TO DO: Look through the data for the string "debug". Copy every line where it is found.

INFORMATION SUPPLIED:
>>>>>

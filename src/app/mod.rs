use eframe::egui::{self, Context};

use crate::config::AppConfig;
use crate::embed::{EmbedWorker, EmbeddingProvider};
use crate::graph::{Completion, GraphEngine, Submission};

mod canvas;
mod controls;
mod render_utils;
mod wheel;

pub struct ConceptGraphApp {
    engine: GraphEngine,
    worker: EmbedWorker,
    input: String,
    focus_input: bool,
    wheel_steps: wheel::WheelSteps,
}

impl ConceptGraphApp {
    pub fn new(
        _cc: &eframe::CreationContext<'_>,
        config: &AppConfig,
        provider: Box<dyn EmbeddingProvider>,
    ) -> Self {
        Self {
            engine: GraphEngine::new(
                config.topology,
                config.layout,
                config.camera,
                config.mode,
                config.zoom_to_pointer,
            ),
            worker: EmbedWorker::spawn(provider),
            input: String::new(),
            focus_input: true,
            wheel_steps: wheel::WheelSteps::default(),
        }
    }

    fn submit_input(&mut self) {
        let text = std::mem::take(&mut self.input);
        match self.engine.submit(&text) {
            Submission::Pending(pending) => {
                if let Err(error) = self.worker.request(pending.clone()) {
                    self.engine.complete(pending, Err(error));
                }
            }
            Submission::Ignored(reason) => log::debug!("input {text:?} ignored: {reason:?}"),
        }
        self.focus_input = true;
    }

    fn drain_embeddings(&mut self) {
        match self.worker.poll() {
            Ok(responses) => {
                for response in responses {
                    if let Completion::Failed(message) =
                        self.engine.complete(response.pending, response.result)
                    {
                        log::debug!("add failed: {message}");
                    }
                }
            }
            Err(error) => {
                if self.engine.is_pending() {
                    self.engine.fail_pending(format!("{error:#}"));
                }
            }
        }
    }
}

impl eframe::App for ConceptGraphApp {
    fn update(&mut self, ctx: &Context, _frame: &mut eframe::Frame) {
        self.drain_embeddings();

        egui::TopBottomPanel::top("top_bar")
            .resizable(false)
            .show(ctx, |ui| self.draw_controls(ui));

        egui::CentralPanel::default()
            .frame(egui::Frame::NONE)
            .show(ctx, |ui| self.draw_canvas(ui));

        if self.engine.is_pending() {
            ctx.request_repaint();
        }
    }
}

<<<<<

WORKED SOLUTION:
            Submission::Ignored(reason) => log::debug!("input {text:?} ignored: {reason:?}"),
                        log::debug!("add failed: {message}");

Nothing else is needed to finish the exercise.